Machine learned force fields offer the potential for faster execution times while retaining the accuracy of traditional DFT calculations, making them promising candidates for molecular simulations in cases where reliable classical force fields are not available. Some of the challenges associated with machine learned force fields include simulation stability over extended periods of time and ensuring that the statistical and dynamical properties of the underlying simulated systems are correctly captured. In this work, we propose a systematic training pipeline for such force fields that leads to improved model quality, compared to that achieved by traditional data generation and training approaches. That pipeline relies on the use of enhanced sampling techniques, and it is demonstrated here in the context of a liquid crystal, which exemplifies many of the challenges that are encountered in fluids and materials with complex free energy landscapes.
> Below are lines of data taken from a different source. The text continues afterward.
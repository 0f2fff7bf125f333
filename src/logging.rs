use std::env;
use std::io::Write;
use std::time::Instant;
use std::sync::OnceLock;

use log::{LevelFilter, Metadata, Record};

struct StdoutLogger {
    started: OnceLock<Instant>,
}

impl log::Log for StdoutLogger {
    fn enabled(&self, metadata: &Metadata) -> bool {
        metadata.level() <= log::max_level()
    }

    fn log(&self, record: &Record) {
        if !self.enabled(record.metadata()) {
            return;
        }
        let elapsed = self.started.get_or_init(Instant::now).elapsed();
        let mut out = std::io::stdout().lock();
        let _ = writeln!(
            out,
            "[{:>8.3}s {:<5} {}] {}",
            elapsed.as_secs_f64(),
            record.level(),
            record.target(),
            record.args()
        );
    }

    fn flush(&self) {
        let _ = std::io::stdout().flush();
    }
}

static LOGGER: StdoutLogger = StdoutLogger {
    started: OnceLock::new(),
};

/// Initialize logging with a level taken from the `BATTLESHIP_LOG` environment variable.
/// Defaults to `info` if the variable is not set or invalid.
pub fn init_logging() {
    let level = env::var("BATTLESHIP_LOG")
        .ok()
        .and_then(|lvl| lvl.parse().ok())
        .unwrap_or(LevelFilter::Info);
    let _ = LOGGER.started.set(Instant::now());
    let _ = log::set_logger(&LOGGER).map(|()| log::set_max_level(level));
}
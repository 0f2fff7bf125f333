use super::common::GameError;
use super::ship::ShipType;

pub const BOARD_SIZE: u8 = 10;

/// Distinct hits needed to win a game.
pub const WIN_THRESHOLD: u8 = 3;

/// Misses allowed before the game is lost.
pub const TURN_BUDGET: u8 = 30;

/// Minimum spacing between two accepted button edges, in microseconds.
pub const DEBOUNCE_QUIET_US: u32 = 4_000;

pub const NUM_SHIPS: usize = 5;
pub const SHIPS: [ShipType; NUM_SHIPS] = [
    ShipType::new("Carrier", 5),
    ShipType::new("Battleship", 4),
    ShipType::new("Cruiser", 3),
    ShipType::new("Submarine", 3),
    ShipType::new("Destroyer", 2),
];

/// Total number of ship cells in the standard fleet.
pub const TOTAL_SHIP_CELLS: usize = {
    let mut total = 0;
    let mut i = 0;
    while i < NUM_SHIPS {
        total += SHIPS[i].length();
        i += 1;
    }
    total
};

/// Per-game rules that may be tuned at startup.
#[derive(Debug, Clone, Copy, PartialEq, Eq)]
pub struct GameConfig {
    pub win_threshold: u8,
    pub turn_budget: u8,
}

impl GameConfig {
    pub const fn new(win_threshold: u8, turn_budget: u8) -> Self {
        Self {
            win_threshold,
            turn_budget,
        }
    }

    /// Reject rules under which a game would start already finished.
    pub fn validate(&self) -> Result<(), GameError> {
        if self.win_threshold == 0 {
            return Err(GameError::InvalidConfig("win threshold must be at least 1"));
        }
        if self.turn_budget == 0 {
            return Err(GameError::InvalidConfig("turn budget must be at least 1"));
        }
        Ok(())
    }
}

impl Default for GameConfig {
    fn default() -> Self {
        Self::new(WIN_THRESHOLD, TURN_BUDGET)
    }
}
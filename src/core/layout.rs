//! Ship layouts: the per-game occupancy grid and the generators that
//! produce it.

use rand::rngs::SmallRng;
use rand::{Rng, SeedableRng};

use super::bitboard::BitBoard;
use super::common::LayoutError;
use super::config::{BOARD_SIZE, SHIPS};
use super::ship::{Orientation, ShipType};

/// Bit grid sized for the game board.
pub type Grid = BitBoard<u128, { BOARD_SIZE as usize }>;

const PLACEMENT_ATTEMPTS: usize = 100;

/// Which cells hold a ship. Fixed for the lifetime of one game.
#[derive(Clone, Copy, PartialEq, Eq, Default)]
pub struct OccupancyGrid {
    cells: Grid,
}

impl OccupancyGrid {
    pub fn new(cells: Grid) -> Self {
        Self { cells }
    }

    /// Grid with every listed `(row, col)` occupied.
    pub fn from_cells<I>(cells: I) -> Result<Self, LayoutError>
    where
        I: IntoIterator<Item = (usize, usize)>,
    {
        Ok(Self::new(Grid::from_cells(cells)?))
    }

    /// `false` for anything outside the board.
    pub fn is_occupied(&self, row: usize, col: usize) -> bool {
        self.cells.get(row, col).unwrap_or(false)
    }

    /// Number of occupied cells.
    pub fn ship_cells(&self) -> usize {
        self.cells.count_ones()
    }

    pub fn cells(&self) -> Grid {
        self.cells
    }
}

impl core::fmt::Debug for OccupancyGrid {
    fn fmt(&self, f: &mut core::fmt::Formatter<'_>) -> core::fmt::Result {
        core::fmt::Debug::fmt(&self.cells, f)
    }
}

/// A generated layout: the occupancy grid and how many ships it holds.
#[derive(Debug, Clone, Copy, PartialEq, Eq)]
pub struct Layout {
    pub grid: OccupancyGrid,
    pub ship_count: usize,
}

/// Source of ship layouts, asked once at startup and once per restart.
pub trait LayoutGenerator {
    fn generate(&mut self) -> Result<Layout, LayoutError>;
}

/// Places a fleet at random, non-overlapping positions.
pub struct RandomFleet {
    rng: SmallRng,
    fleet: &'static [ShipType],
}

impl RandomFleet {
    /// Standard fleet with a fixed seed, for reproducible games.
    pub fn seeded(seed: u64) -> Self {
        Self::with_fleet(SmallRng::seed_from_u64(seed), &SHIPS)
    }

    /// Standard fleet seeded from the thread RNG.
    #[cfg(feature = "std")]
    pub fn from_entropy() -> Self {
        let mut seed_rng = rand::rng();
        Self::with_fleet(SmallRng::from_rng(&mut seed_rng), &SHIPS)
    }

    pub fn with_fleet(rng: SmallRng, fleet: &'static [ShipType]) -> Self {
        Self { rng, fleet }
    }

    /// Random footprint for `ship` that does not touch `taken`.
    fn random_footprint(&mut self, ship: ShipType, taken: Grid) -> Result<Grid, LayoutError> {
        let n = BOARD_SIZE as usize;
        if ship.length() == 0 || ship.length() > n {
            return Err(LayoutError::ShipOutOfBounds);
        }
        for _ in 0..PLACEMENT_ATTEMPTS {
            let orient = if self.rng.random() {
                Orientation::Horizontal
            } else {
                Orientation::Vertical
            };
            let (max_r, max_c) = match orient {
                Orientation::Horizontal => (n - 1, n - ship.length()),
                Orientation::Vertical => (n - ship.length(), n - 1),
            };
            let r = self.rng.random_range(0..=max_r);
            let c = self.rng.random_range(0..=max_c);
            let mask = ship.footprint(orient, r, c)?;
            if (taken & mask).is_empty() {
                return Ok(mask);
            }
        }
        Err(LayoutError::UnableToPlaceShip(ship.name()))
    }
}

impl LayoutGenerator for RandomFleet {
    fn generate(&mut self) -> Result<Layout, LayoutError> {
        let mut taken = Grid::new();
        for &ship in self.fleet {
            taken |= self.random_footprint(ship, taken)?;
        }
        if taken.is_empty() {
            return Err(LayoutError::EmptyLayout);
        }
        Ok(Layout {
            grid: OccupancyGrid::new(taken),
            ship_count: self.fleet.len(),
        })
    }
}

/// Hands out the same layout every game.
#[derive(Debug, Clone, Copy)]
pub struct FixedLayout {
    layout: Layout,
}

impl FixedLayout {
    pub fn new(grid: OccupancyGrid, ship_count: usize) -> Self {
        Self {
            layout: Layout { grid, ship_count },
        }
    }
}

impl LayoutGenerator for FixedLayout {
    fn generate(&mut self) -> Result<Layout, LayoutError> {
        Ok(self.layout)
    }
}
Our results indicate that, whereas the majority of traditional machine learned force field training approaches lead to molecular dynamics simulations that are only stable over hundred-picosecond trajectories, our approach allows for stable simulations over tens of nanoseconds for organic molecular systems comprising thousands of atoms.
机器学习力场在保持传统密度泛函理论(DFT)计算精度的同时,具有更快的执行速度,这使其在没有可靠经典力场的情况下成为分子模拟的有前景的候选方法。与机器学习力场相关的一些挑战包括长时间模拟的稳定性,以及确保正确捕捉基础模拟系统的统计和动力学性质。在这项工作中,我们为这类力场提出了一种系统的训练流程,与传统数据生成和训练方法相比,该流程能提高模型质量。该流程依赖于增强采样技术,本文在液晶的背景下进行了演示,液晶体现了具有复杂自由能景观的流体和材料中遇到的许多挑战。我们的结果表明,大多数传统机器学习力场训练方法导致的分子动力学模拟仅在几百皮秒的轨迹上稳定,而我们的方法允许对包含数千个原子的有机分子系统进行长达数十纳秒的稳定模拟。